Eleven years ago, Sam Gellman was sure he was going to lose his 14-year-old daughter, Aviva. Within just a week, she was diagnosed with liver disease, and was admitted to American Family Children’s Hospital where she soon became comatose due to the toxins entering her bloodstream. “I was watching her die,” he says. “In fact, by the end, I was sure she was going to go.” The only chance she had was to receive a liver transplant from a living donor — and Sam just happened to be a perfect match. Tony D’Alessandro, MD, pediatric transplant surgeon at UW Health, performed an emergency transplant, and miraculously, Aviva recovered.
Because of her father’s gift of life, Aviva finished high school and college at the University of Minnesota Twin Cities. After college, she worked for several years in the Madison area as a legal assistant and as an intern at the Center for Railroad Photography & Art. She is now pursuing her Master of Public Health degree at Boston University School of Public Health. “I’ve always loved going to school and I knew I wanted to go back to school for something,” says Aviva, now 25. “Having a transplant was a big factor in my choice to go into public health. I chose it because the opportunities for a career are so varied.”
Aviva has been fortunate to have no major health problems since her transplant. Because of that, she has felt more comfortable traveling extensively — since her transplant, she has visited 16 different countries, including Croatia and Montenegro. “Immunosuppression can be a little challenging in some areas,” she says, “but I enjoy the challenge of making that work. If I’m traveling in a different country, I’m very careful with what I eat and drink, and what environment I’m sleeping in.”

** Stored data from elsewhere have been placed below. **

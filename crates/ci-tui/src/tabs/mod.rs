pub mod ask;
pub mod battlecard;
pub mod blockers;
pub mod funnel;
pub mod overview;
pub mod recommendations;

/// Group thousands with commas: `25000` -> `"25,000"`.
pub fn format_count(n: u64) -> String {
    let digits = n.to_string();
    let mut out = String::with_capacity(digits.len() + digits.len() / 3);
    for (i, ch) in digits.chars().enumerate() {
        if i > 0 && (digits.len() - i) % 3 == 0 {
            out.push(',');
        }
        out.push(ch);
    }
    out
}
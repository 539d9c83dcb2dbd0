use ratatui::layout::Rect;
use ratatui::style::{Color, Modifier, Style};
use ratatui::text::{Line, Span};
use ratatui::widgets::{Block, Borders, Paragraph, Wrap};
use ratatui::Frame;

use ci_core::filters::CallType;

use crate::app::App;

/// Left-hand "Report Controls" panel: report metadata and the filter widgets.
pub fn render(frame: &mut Frame, app: &App, area: Rect) {
    let bold = Style::default().add_modifier(Modifier::BOLD);
    let dim = Style::default().fg(Color::DarkGray);
    let rule = Line::from(Span::styled(
        "─".repeat(area.width.saturating_sub(2) as usize),
        dim,
    ));

    let mut lines = vec![
        Line::from(vec![Span::styled("Period: ", bold), Span::raw(app.report.period())]),
        Line::from(vec![Span::styled("Source: ", bold), Span::raw(app.report.source())]),
        rule.clone(),
        Line::from(Span::styled(
            "Data Filters",
            Style::default().fg(Color::Yellow).add_modifier(Modifier::BOLD),
        )),
        Line::from(""),
        Line::from(vec![Span::styled("Region ", bold), Span::styled("[g]", dim)]),
        Line::from(Span::styled(
            format!("  < {} >", app.filters.region.label()),
            Style::default().fg(Color::Cyan),
        )),
        Line::from(""),
        Line::from(vec![Span::styled("Call Types", bold)]),
    ];

    for (call_type, key) in [(CallType::Sales, "s"), (CallType::InternalTraining, "t")] {
        let mark = if app.filters.is_selected(call_type) { "[x]" } else { "[ ]" };
        lines.push(Line::from(vec![
            Span::styled(format!("  {mark} "), Style::default().fg(Color::Green)),
            Span::raw(call_type.label()),
            Span::styled(format!(" [{key}]"), dim),
        ]));
    }

    lines.push(Line::from(""));
    lines.push(Line::from(vec![
        Span::raw("Viewing data for: "),
        Span::styled(app.filters.region.label(), bold),
    ]));
    lines.push(rule);
    lines.push(Line::from(Span::styled(app.report.vendor_caption(), dim)));

    let panel = Paragraph::new(lines)
        .block(
            Block::default()
                .borders(Borders::ALL)
                .title(" Report Controls ")
                .border_style(Style::default().fg(Color::Blue)),
        )
        .wrap(Wrap { trim: true });

    frame.render_widget(panel, area);
}
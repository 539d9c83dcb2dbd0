use ratatui::layout::{Constraint, Flex, Layout, Rect};
use ratatui::style::{Color, Modifier, Style};
use ratatui::text::{Line, Span};
use ratatui::widgets::{Block, Borders, Clear, Paragraph};
use ratatui::Frame;

/// Key column, description column.
type Binding = (&'static str, &'static str);

pub const DASHBOARD_KEYS: &[Binding] = &[
    ("1-6", "Jump to tab"),
    ("Tab / Shift-Tab", "Next / previous tab"),
    ("j / Down", "Move down in list"),
    ("k / Up", "Move up in list"),
    ("g", "Cycle region filter"),
    ("s", "Toggle Sales calls"),
    ("t", "Toggle Internal/Training calls"),
    ("? / F1", "Toggle this help"),
    ("q", "Quit"),
    ("Ctrl-c", "Force quit"),
];

pub const ASK_KEYS: &[Binding] = &[
    ("Enter", "Send question"),
    ("Esc", "Cancel reply, else clear input"),
    ("Backspace", "Delete last character"),
    ("F1", "Help (? is typed as text)"),
];

/// Render the keybinding overlay centered over the whole frame.
pub fn render(frame: &mut Frame) {
    let area = centered(frame.area(), 64, 24);
    frame.render_widget(Clear, area);

    let mut lines = section("Keybindings", DASHBOARD_KEYS);
    lines.push(Line::from(""));
    lines.extend(section("Ask tab", ASK_KEYS));
    lines.push(Line::from(""));
    lines.push(Line::from(Span::styled(
        "  Press ? or Esc to close",
        Style::default().fg(Color::DarkGray),
    )));

    let modal = Paragraph::new(lines).block(
        Block::default()
            .borders(Borders::ALL)
            .title(" Help ")
            .border_style(Style::default().fg(Color::Cyan)),
    );
    frame.render_widget(modal, area);
}

fn section(title: &'static str, bindings: &[Binding]) -> Vec<Line<'static>> {
    let heading = Style::default()
        .fg(Color::Yellow)
        .add_modifier(Modifier::BOLD);
    let key_style = Style::default()
        .fg(Color::Green)
        .add_modifier(Modifier::BOLD);

    let mut lines = vec![Line::from(Span::styled(format!("  {title}"), heading))];
    lines.extend(bindings.iter().map(|(key, desc)| {
        Line::from(vec![
            Span::styled(format!("  {key:<18}"), key_style),
            Span::raw(*desc),
        ])
    }));
    lines
}

/// A `width` x `height` rect centered in `parent`, shrunk to fit.
fn centered(parent: Rect, width: u16, height: u16) -> Rect {
    let [row] = Layout::vertical([Constraint::Length(height.min(parent.height))])
        .flex(Flex::Center)
        .areas(parent);
    let [cell] = Layout::horizontal([Constraint::Length(width.min(parent.width))])
        .flex(Flex::Center)
        .areas(row);
    cell
}
use serde::{Deserialize, Serialize};
use std::path::PathBuf;
use std::time::Duration;

use crate::filters::{CallType, FilterSelection, Region};

/// Upper bound for the simulated "thinking" pause.
pub const MAX_THINKING_DELAY_MS: u64 = 10_000;

/// Top-level configuration loaded from `~/.ci-report/config.toml`.
#[derive(Debug, Clone, Serialize, Deserialize, Default)]
pub struct Config {
    #[serde(default)]
    pub general: GeneralConfig,
    #[serde(default)]
    pub chat: ChatConfig,
    #[serde(default)]
    pub ui: UiConfig,
}

impl Config {
    /// Load config from `~/.ci-report/config.toml`, falling back to
    /// defaults when the file does not exist.
    pub fn load() -> Result<Self, ConfigError> {
        let path = Self::default_path();
        if path.exists() {
            Self::load_from(path)
        } else {
            tracing::debug!(path = %path.display(), "no config file, using defaults");
            let cfg = Config::default();
            cfg.validate()?;
            Ok(cfg)
        }
    }

    /// Load from a specific path.
    pub fn load_from(path: impl Into<PathBuf>) -> Result<Self, ConfigError> {
        let path = path.into();
        let text = std::fs::read_to_string(&path).map_err(|e| ConfigError::Io(e.to_string()))?;
        let cfg: Config = toml::from_str(&text).map_err(|e| ConfigError::Parse(e.to_string()))?;
        cfg.validate()?;
        tracing::debug!(path = %path.display(), "config loaded");
        Ok(cfg)
    }

    /// Serialize config to TOML string.
    pub fn to_toml(&self) -> Result<String, ConfigError> {
        self.validate()?;
        toml::to_string_pretty(self).map_err(|e| ConfigError::Parse(e.to_string()))
    }

    /// Semantic validation for settings that are not fully expressible via type checks.
    pub fn validate(&self) -> Result<(), ConfigError> {
        self.chat.validate()?;
        self.ui.validate()?;
        Ok(())
    }

    /// Directory holding the config file and the default log file.
    pub fn home_dir() -> PathBuf {
        dirs::home_dir()
            .unwrap_or_else(|| PathBuf::from("."))
            .join(".ci-report")
    }

    fn default_path() -> PathBuf {
        Self::home_dir().join("config.toml")
    }
}

// ---------------------------------------------------------------------------
// Error
// ---------------------------------------------------------------------------

#[derive(Debug, thiserror::Error)]
pub enum ConfigError {
    #[error("io: {0}")]
    Io(String),
    #[error("parse: {0}")]
    Parse(String),
    #[error("validation: {0}")]
    Validation(String),
}

// ---------------------------------------------------------------------------
// Section structs
// ---------------------------------------------------------------------------

#[derive(Debug, Clone, Serialize, Deserialize)]
pub struct GeneralConfig {
    #[serde(default = "default_log_level")]
    pub log_level: String,
    /// Where the interactive TUI writes logs. `None` means
    /// `~/.ci-report/ci-report.log`.
    #[serde(default)]
    pub log_file: Option<String>,
}

impl Default for GeneralConfig {
    fn default() -> Self {
        Self {
            log_level: default_log_level(),
            log_file: None,
        }
    }
}

impl GeneralConfig {
    pub fn log_path(&self) -> PathBuf {
        self.log_file
            .as_ref()
            .map(PathBuf::from)
            .unwrap_or_else(|| Config::home_dir().join("ci-report.log"))
    }
}

fn default_log_level() -> String {
    "warn".into()
}

#[derive(Debug, Clone, Serialize, Deserialize)]
pub struct ChatConfig {
    #[serde(default = "default_thinking_delay_ms")]
    pub thinking_delay_ms: u64,
}

impl Default for ChatConfig {
    fn default() -> Self {
        Self {
            thinking_delay_ms: default_thinking_delay_ms(),
        }
    }
}

impl ChatConfig {
    pub fn thinking_delay(&self) -> Duration {
        Duration::from_millis(self.thinking_delay_ms)
    }

    fn validate(&self) -> Result<(), ConfigError> {
        if self.thinking_delay_ms > MAX_THINKING_DELAY_MS {
            return Err(ConfigError::Validation(format!(
                "chat.thinking_delay_ms must be at most {MAX_THINKING_DELAY_MS}, got {}",
                self.thinking_delay_ms
            )));
        }
        Ok(())
    }
}

fn default_thinking_delay_ms() -> u64 {
    1_000
}

#[derive(Debug, Clone, Serialize, Deserialize)]
pub struct UiConfig {
    #[serde(default = "default_tick_rate_ms")]
    pub tick_rate_ms: u64,
    #[serde(default = "default_region")]
    pub default_region: String,
    #[serde(default = "default_call_types")]
    pub default_call_types: Vec<String>,
}

impl Default for UiConfig {
    fn default() -> Self {
        Self {
            tick_rate_ms: default_tick_rate_ms(),
            default_region: default_region(),
            default_call_types: default_call_types(),
        }
    }
}

impl UiConfig {
    /// The sidebar selection a fresh session starts with.
    pub fn filter_selection(&self) -> Result<FilterSelection, ConfigError> {
        let region = self
            .default_region
            .parse::<Region>()
            .map_err(|e| ConfigError::Validation(format!("ui.default_region: {e}")))?;
        let call_types = self
            .default_call_types
            .iter()
            .map(|s| s.parse::<CallType>())
            .collect::<Result<Vec<_>, _>>()
            .map_err(|e| ConfigError::Validation(format!("ui.default_call_types: {e}")))?;
        Ok(FilterSelection::new(region, call_types))
    }

    pub fn tick_rate(&self) -> Duration {
        Duration::from_millis(self.tick_rate_ms)
    }

    fn validate(&self) -> Result<(), ConfigError> {
        if !(1..=5_000).contains(&self.tick_rate_ms) {
            return Err(ConfigError::Validation(format!(
                "ui.tick_rate_ms must be within 1..=5000, got {}",
                self.tick_rate_ms
            )));
        }
        self.filter_selection().map(|_| ())
    }
}

fn default_tick_rate_ms() -> u64 {
    250
}
fn default_region() -> String {
    Region::Global.key().into()
}
fn default_call_types() -> Vec<String> {
    CallType::ALL.iter().map(|c| c.key().to_string()).collect()
}

// ---------------------------------------------------------------------------
// Tests
// ---------------------------------------------------------------------------

#[cfg(test)]
mod tests {
    use super::*;

    #[test]
    fn default_validates() {
        Config::default().validate().unwrap();
    }

    #[test]
    fn log_path_defaults_under_home_dir() {
        let cfg = GeneralConfig::default();
        assert!(cfg.log_path().ends_with(".ci-report/ci-report.log"));

        let custom = GeneralConfig {
            log_file: Some("/tmp/x.log".into()),
            ..GeneralConfig::default()
        };
        assert_eq!(custom.log_path(), PathBuf::from("/tmp/x.log"));
    }
}
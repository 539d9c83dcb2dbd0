use chrono::Local;
use ratatui::layout::Rect;
use ratatui::style::{Color, Style};
use ratatui::text::{Line, Span};
use ratatui::widgets::Paragraph;
use ratatui::Frame;

const DASHBOARD_HINTS: &[(&str, &str)] = &[
    ("[Tab]", " Next  "),
    ("[g/s/t]", " Filters  "),
    ("[?]", " Help  "),
    ("[q]", " Quit"),
];

// Letters are typed into the question on the Ask tab.
const ASK_HINTS: &[(&str, &str)] = &[
    ("[Enter]", " Send  "),
    ("[Esc]", " Cancel  "),
    ("[Tab]", " Next  "),
    ("[F1]", " Help"),
];

/// Render the bottom status bar. `ask_mode` swaps in the Ask tab's keys and
/// `thinking` adds a marker while a chat reply is pending.
pub fn render(frame: &mut Frame, area: Rect, ask_mode: bool, thinking: bool) {
    let now = Local::now().format("%Y-%m-%d %H:%M:%S");

    let hints = if ask_mode { ASK_HINTS } else { DASHBOARD_HINTS };
    let mut left: Vec<Span> = hints
        .iter()
        .flat_map(|(key, label)| {
            [
                Span::styled(*key, Style::default().fg(Color::Yellow)),
                Span::raw(*label),
            ]
        })
        .collect();
    if thinking {
        left.push(Span::styled("  thinking...", Style::default().fg(Color::Cyan)));
    }

    // Ratatui has no split alignment within one Paragraph, so pad the middle.
    let left_len: usize = left.iter().map(|s| s.content.chars().count()).sum();
    let right_text = format!("{}", now);
    let total_width = area.width as usize;
    let padding = if total_width > left_len + right_text.len() {
        total_width - left_len - right_text.len()
    } else {
        1
    };

    let mut spans = left;
    spans.push(Span::raw(" ".repeat(padding)));
    spans.push(Span::styled(right_text, Style::default().fg(Color::Gray)));

    let bar = Paragraph::new(Line::from(spans))
        .style(Style::default().bg(Color::DarkGray).fg(Color::White));

    frame.render_widget(bar, area);
}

Of course, the transition from having Aviva close by to having her hundreds of miles away has been challenging for Sam and her mom, Julie Plotkin. “Kids are so central to your existence, and then one day they walk out the door and move somewhere,” says Sam, who is a professor of chemistry at the University of Wisconsin-Madison. “But I am grateful I still have her to talk to and give a hug and kiss to whenever I see her.”
While the recovery was his donation took some time, Sam has not experienced any lasting effects at all — other than the scar. In fact, he went on an intense hiking trip with Aviva in Yellowstone National Park last summer. “I worried that I would be able to keep up with her,” he says, “but during the trip, she turned to me and said, ‘Dad, you have more stamina than my friends.’ So I guess I’m still doing OK.”